Une audience a été sollicitée auprès de celle-ci, en faisant état de l’urgence de la situation : la présidence n’a pas semblé pressée du tout et a accordé un rendez-vous… à la fin du mois de mai ! Il a fallu faire pression collectivement pour ramener cette date au 28 mai. Le collectif attend des améliorations de l’effectif des enseignant-es, du statut des vacataires et des conditions de travail des personnels administratifs. Sans réponse, ils et elles affirment qu’il n’y aura pas de rentrée à l’UFR de Sciences politiques – une des spécialité les plus mal encadrées de l’université, Lille 2 étant en outre très mal lotie par rapport au reste du pays. Ils et elles revendiquent la CDIsation des précaires et des postes d’ATER [5] au lieu des vacations prévues.

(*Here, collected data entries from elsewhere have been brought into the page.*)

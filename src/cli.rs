// SPDX-License-Identifier: MPL-2.0
//! Command-line parsing for the `image_hd` binary.

use crate::config::Config;
use crate::domain::{ColorizerModel, Device, EnhanceMode, ScaleFactor};
use std::ffi::OsString;
use std::path::PathBuf;

pub const USAGE: &str = "\
Usage:
  image_hd <input> <output> [OPTIONS]
  image_hd --download-models [--config PATH]

Relative input paths are read from the input directory and relative output
paths are written to the output directory.

Options:
  --mode <enhance|colorize|both>   Processing mode [default: enhance]
  --scale <2|4>                    Upscale factor [default: 4]
  --model <eccv16|siggraph17>      Colorization model [default: siggraph17]
  --device <cpu|cuda>              Inference device [default: cpu]
  --exe <PATH>                     Path to realesrgan-ncnn-vulkan
  --config <PATH>                  Settings file to use
  --download-models                Fetch the colorization models listed in the settings
  -h, --help                       Print this help";

/// A parsed invocation.
#[derive(Debug, Clone, PartialEq)]
pub enum Command {
    Help,
    DownloadModels { config: Option<PathBuf> },
    Run(RunArgs),
}

/// Arguments of a processing run. Unset options fall back to the settings.
#[derive(Debug, Clone, PartialEq)]
pub struct RunArgs {
    pub input: PathBuf,
    pub output: PathBuf,
    pub mode: EnhanceMode,
    pub scale: Option<ScaleFactor>,
    pub model: Option<ColorizerModel>,
    pub device: Option<Device>,
    pub exe: Option<PathBuf>,
    pub config: Option<PathBuf>,
}

impl RunArgs {
    /// Applies command-line overrides on top of loaded settings.
    pub fn apply_to(&self, config: &mut Config) {
        if let Some(model) = self.model {
            config.colorize.model = model;
        }
        if let Some(device) = self.device {
            config.colorize.device = device;
        }
        if let Some(exe) = &self.exe {
            config.upscale.executable = Some(exe.clone());
        }
        if let Some(scale) = self.scale {
            config.upscale.scale = scale;
        }
    }
}

/// Parses arguments (without the program name).
///
/// # Errors
///
/// Returns an error for unknown flags, invalid option values, or missing
/// positional arguments.
pub fn parse(args: Vec<OsString>) -> Result<Command, pico_args::Error> {
    let mut args = pico_args::Arguments::from_vec(args);

    if args.contains(["-h", "--help"]) {
        return Ok(Command::Help);
    }

    let config = args.opt_value_from_str("--config")?;
    if args.contains("--download-models") {
        reject_leftovers(args)?;
        return Ok(Command::DownloadModels { config });
    }

    let run = RunArgs {
        mode: args.opt_value_from_str("--mode")?.unwrap_or_default(),
        scale: args.opt_value_from_str("--scale")?,
        model: args.opt_value_from_str("--model")?,
        device: args.opt_value_from_str("--device")?,
        exe: args.opt_value_from_str("--exe")?,
        config,
        input: args.free_from_str()?,
        output: args.free_from_str()?,
    };
    reject_leftovers(args)?;
    Ok(Command::Run(run))
}

fn reject_leftovers(args: pico_args::Arguments) -> Result<(), pico_args::Error> {
    let rest = args.finish();
    if rest.is_empty() {
        Ok(())
    } else {
        Err(pico_args::Error::UnusedArgsLeft(
            rest.into_iter()
                .map(|a| a.to_string_lossy().into_owned())
                .collect(),
        ))
    }
}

Le Collectif invite les étudiant-es et leurs familles à se joindre à lui pour faire pression sur la direction de l’université car la rentrée 2018 est vraiment menacée. Pourtant d’importants moyens ont été dégagés pour la fusion des universités de Lille et les vice-président-es ont touché des primes exceptionnelles. Le collectif menace aussi de démissionner des responsabilités administratives qui font tourner l’UFR mais qui ne sont pas rémunérées.

Des contacts sont en cours avec les organisations syndicales des personnels, étudiant-es et lycéen-nes, ainsi qu’avec les associations de parents d’élèves. Des syndicats interprofessionnels comme Solidaires sont aussi partie prenante pour cette mobilisation : la logique de « pôle d’excellence » et de tri social est totalement cohérente avec la concurrence et l’individualisation qui se développent dans le monde du travail, et cela commence dès l’école. Les choix politiques montrent clairement une idéologie de classe, empreinte de la certitude des classes dominantes que leur réussite sociale est due à des dons supérieurs et non à une position sociale déjà privilégiée au départ.


Annexes et suites de la mobilisation...

  1. Le collectif des enseignant-es de Lille 2 a réalisé un dossier de presse très éclairant sur le fonctionnement de Parcoursup, dans lequel figurent aussi ses revendications. Vous le trouverez dans son intégralité ci-dessous :

    1. tableau : comment départager les candidat-es selon l’algorithme
    2. parcoursup en LEA
    3. les revendications des enseignant-es de Lille 2 mobilisé-es
    4. motion des enseignant-es en lutte
  2. A l’issue de la manifestation du samedi 26 mai, une intersyndicale spécialement dédiée à la mobilisation contre Parcoursup s’est réunie pour envisager la suite du mouvement. Un tract et une réunion publique devraient être actés les jours prochains, nous vous en informerons le cas échéant.
    On lâche rien !

Notes

[1Loi dite « d’orientation et de réussite des étudiant-es », qui instaure un tri social drastique à l’entrée à l’université.

[2Unité de formation et de recherche .

[3Les étudiant-es qui cherchent à se réorienter sont très concerné-es par la sélection brutale désormais à l’oeuvre avec Parcoursup.

[4Centres d’information et d’orientation

[5Attaché-e temporaire d’enseignement et de recherche.